Task directions = Look in the material below for the line with "filename cnc_common/src/settings.rs" and the line with "use crate::consts::MAX_AXES;", then set down exactly those two lines and all lines between, nothing more.

Task input =
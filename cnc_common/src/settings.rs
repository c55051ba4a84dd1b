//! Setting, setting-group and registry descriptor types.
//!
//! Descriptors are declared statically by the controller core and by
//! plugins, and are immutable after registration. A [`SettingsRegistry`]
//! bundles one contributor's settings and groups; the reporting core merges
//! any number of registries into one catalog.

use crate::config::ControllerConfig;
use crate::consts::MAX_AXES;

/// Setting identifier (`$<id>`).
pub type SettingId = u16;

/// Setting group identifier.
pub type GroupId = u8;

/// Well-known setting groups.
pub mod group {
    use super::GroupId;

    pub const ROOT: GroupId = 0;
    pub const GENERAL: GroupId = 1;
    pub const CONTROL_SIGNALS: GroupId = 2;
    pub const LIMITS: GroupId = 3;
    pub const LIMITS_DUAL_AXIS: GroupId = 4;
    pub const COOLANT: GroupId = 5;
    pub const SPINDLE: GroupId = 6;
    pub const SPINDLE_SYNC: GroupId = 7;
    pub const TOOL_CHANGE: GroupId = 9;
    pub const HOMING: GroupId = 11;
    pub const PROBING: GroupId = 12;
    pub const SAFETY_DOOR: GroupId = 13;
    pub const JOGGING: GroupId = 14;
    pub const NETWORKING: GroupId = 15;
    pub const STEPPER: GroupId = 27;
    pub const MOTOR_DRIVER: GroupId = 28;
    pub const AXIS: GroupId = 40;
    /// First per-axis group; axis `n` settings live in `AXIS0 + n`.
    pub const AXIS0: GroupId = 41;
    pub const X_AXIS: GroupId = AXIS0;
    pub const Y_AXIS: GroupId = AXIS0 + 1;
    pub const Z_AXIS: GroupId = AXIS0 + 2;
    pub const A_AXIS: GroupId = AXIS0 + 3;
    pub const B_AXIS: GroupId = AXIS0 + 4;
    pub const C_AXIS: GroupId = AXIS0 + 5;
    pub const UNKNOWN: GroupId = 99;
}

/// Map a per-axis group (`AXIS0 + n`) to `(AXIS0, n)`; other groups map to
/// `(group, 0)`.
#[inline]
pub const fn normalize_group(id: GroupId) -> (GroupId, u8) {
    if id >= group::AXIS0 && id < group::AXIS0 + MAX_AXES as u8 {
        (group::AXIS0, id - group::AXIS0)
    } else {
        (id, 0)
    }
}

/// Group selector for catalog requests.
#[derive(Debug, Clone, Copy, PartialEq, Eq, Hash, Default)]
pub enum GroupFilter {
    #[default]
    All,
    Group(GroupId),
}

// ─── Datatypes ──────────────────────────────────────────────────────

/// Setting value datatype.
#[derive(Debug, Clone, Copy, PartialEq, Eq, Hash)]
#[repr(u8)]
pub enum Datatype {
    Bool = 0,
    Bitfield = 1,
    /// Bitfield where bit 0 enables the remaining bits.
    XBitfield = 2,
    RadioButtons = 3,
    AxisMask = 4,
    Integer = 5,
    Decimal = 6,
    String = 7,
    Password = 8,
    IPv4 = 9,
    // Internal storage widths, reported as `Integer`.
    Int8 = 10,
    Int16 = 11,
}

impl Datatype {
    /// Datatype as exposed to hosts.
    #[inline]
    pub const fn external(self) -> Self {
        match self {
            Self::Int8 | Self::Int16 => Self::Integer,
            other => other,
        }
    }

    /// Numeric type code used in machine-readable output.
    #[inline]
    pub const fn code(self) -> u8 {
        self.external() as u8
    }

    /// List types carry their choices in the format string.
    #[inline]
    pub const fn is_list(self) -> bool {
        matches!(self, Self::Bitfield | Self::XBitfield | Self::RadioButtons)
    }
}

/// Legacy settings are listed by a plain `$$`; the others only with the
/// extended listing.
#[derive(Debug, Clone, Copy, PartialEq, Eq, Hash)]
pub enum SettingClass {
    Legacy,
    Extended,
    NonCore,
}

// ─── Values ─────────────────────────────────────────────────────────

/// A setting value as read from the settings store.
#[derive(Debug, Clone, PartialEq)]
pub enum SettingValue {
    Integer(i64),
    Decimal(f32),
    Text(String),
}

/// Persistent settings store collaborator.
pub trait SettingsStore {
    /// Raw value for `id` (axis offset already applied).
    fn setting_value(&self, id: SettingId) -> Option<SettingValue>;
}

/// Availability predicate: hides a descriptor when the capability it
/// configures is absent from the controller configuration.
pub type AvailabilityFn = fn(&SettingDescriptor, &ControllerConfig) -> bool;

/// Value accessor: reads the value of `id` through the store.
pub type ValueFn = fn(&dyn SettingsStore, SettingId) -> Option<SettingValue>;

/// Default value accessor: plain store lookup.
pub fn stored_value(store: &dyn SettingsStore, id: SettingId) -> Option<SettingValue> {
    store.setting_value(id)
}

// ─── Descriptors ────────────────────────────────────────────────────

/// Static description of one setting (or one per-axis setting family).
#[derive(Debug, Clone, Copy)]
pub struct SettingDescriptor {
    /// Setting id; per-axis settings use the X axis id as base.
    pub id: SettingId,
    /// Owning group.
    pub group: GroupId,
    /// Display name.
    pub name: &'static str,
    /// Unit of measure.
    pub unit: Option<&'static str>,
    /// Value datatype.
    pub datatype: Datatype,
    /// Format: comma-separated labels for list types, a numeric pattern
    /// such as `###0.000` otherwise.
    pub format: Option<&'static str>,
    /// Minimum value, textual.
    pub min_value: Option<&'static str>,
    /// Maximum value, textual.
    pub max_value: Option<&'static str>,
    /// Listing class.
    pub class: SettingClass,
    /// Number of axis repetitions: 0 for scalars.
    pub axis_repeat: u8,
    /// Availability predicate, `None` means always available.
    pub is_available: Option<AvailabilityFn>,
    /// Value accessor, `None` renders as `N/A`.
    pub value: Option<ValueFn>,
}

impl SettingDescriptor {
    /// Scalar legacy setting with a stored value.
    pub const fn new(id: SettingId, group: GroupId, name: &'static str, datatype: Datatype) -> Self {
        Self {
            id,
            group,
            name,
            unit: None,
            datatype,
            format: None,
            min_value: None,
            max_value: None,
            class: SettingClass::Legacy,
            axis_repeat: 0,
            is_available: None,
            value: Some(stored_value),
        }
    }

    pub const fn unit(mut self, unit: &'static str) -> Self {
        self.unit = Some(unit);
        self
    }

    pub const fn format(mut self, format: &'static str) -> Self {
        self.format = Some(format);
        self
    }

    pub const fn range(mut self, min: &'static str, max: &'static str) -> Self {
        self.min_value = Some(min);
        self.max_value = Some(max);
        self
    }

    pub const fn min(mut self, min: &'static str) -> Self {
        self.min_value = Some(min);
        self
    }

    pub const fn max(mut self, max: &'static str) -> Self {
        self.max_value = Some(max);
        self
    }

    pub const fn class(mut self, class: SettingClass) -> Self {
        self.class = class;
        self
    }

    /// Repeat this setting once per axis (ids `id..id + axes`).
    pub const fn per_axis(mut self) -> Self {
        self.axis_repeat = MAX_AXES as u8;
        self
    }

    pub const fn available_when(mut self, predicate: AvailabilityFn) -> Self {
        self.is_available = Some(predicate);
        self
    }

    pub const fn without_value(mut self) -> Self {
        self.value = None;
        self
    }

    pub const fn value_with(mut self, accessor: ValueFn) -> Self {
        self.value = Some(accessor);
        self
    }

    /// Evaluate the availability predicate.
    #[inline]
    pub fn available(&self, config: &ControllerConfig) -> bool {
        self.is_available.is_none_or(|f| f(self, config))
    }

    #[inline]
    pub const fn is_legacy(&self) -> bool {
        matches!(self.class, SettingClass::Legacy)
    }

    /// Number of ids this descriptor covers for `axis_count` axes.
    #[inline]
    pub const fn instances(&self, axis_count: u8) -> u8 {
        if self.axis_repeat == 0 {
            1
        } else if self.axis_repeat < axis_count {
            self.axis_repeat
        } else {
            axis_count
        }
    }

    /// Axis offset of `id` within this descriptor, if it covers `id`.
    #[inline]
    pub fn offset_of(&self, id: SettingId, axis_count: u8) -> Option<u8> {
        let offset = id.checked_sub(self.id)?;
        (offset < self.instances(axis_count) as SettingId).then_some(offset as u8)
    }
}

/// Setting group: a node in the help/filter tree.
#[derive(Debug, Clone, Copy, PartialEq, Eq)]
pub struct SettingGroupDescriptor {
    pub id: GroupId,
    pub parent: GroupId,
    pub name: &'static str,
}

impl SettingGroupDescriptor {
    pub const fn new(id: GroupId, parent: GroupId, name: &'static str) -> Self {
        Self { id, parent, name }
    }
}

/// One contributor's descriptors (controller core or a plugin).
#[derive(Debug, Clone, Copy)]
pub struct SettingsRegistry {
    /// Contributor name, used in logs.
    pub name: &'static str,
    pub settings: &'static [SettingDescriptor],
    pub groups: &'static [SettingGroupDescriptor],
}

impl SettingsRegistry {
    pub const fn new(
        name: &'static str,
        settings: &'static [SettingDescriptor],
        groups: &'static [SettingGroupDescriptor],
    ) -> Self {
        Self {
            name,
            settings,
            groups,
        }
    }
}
--
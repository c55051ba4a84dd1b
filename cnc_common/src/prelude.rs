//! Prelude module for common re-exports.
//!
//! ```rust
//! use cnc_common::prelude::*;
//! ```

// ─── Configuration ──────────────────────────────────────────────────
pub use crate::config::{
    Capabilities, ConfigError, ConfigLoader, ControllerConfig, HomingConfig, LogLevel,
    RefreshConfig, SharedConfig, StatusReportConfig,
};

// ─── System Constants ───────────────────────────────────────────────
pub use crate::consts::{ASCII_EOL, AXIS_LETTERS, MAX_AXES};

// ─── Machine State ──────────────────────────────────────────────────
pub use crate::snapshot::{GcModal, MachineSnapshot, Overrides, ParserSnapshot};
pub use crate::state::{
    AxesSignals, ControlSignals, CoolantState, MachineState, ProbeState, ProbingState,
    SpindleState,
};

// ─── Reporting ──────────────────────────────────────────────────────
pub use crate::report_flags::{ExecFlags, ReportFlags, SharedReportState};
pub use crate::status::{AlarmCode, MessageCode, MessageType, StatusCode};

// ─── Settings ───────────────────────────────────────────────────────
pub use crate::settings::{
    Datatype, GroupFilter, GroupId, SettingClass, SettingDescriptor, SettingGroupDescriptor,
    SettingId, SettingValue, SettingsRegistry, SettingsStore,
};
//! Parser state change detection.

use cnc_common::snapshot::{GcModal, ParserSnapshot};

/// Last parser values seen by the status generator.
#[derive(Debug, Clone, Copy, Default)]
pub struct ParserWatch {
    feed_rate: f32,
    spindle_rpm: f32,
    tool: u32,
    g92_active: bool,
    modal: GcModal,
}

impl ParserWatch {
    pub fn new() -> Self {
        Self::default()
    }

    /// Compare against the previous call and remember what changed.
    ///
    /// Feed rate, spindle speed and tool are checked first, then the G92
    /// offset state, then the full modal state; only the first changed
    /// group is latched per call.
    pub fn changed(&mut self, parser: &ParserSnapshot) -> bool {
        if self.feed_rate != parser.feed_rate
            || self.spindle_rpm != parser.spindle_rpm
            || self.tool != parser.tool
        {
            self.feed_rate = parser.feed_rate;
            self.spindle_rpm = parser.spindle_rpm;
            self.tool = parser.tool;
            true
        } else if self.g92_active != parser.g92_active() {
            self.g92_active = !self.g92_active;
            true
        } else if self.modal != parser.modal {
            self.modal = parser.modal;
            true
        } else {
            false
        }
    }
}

Written solution =
filename cnc_common/src/settings.rs
repository c55051ba4a84dd1b
//! Setting, setting-group and registry descriptor types.
//!
//! Descriptors are declared statically by the controller core and by
//! plugins, and are immutable after registration. A [`SettingsRegistry`]
//! bundles one contributor's settings and groups; the reporting core merges
//! any number of registries into one catalog.

use crate::config::ControllerConfig;
use crate::consts::MAX_AXES;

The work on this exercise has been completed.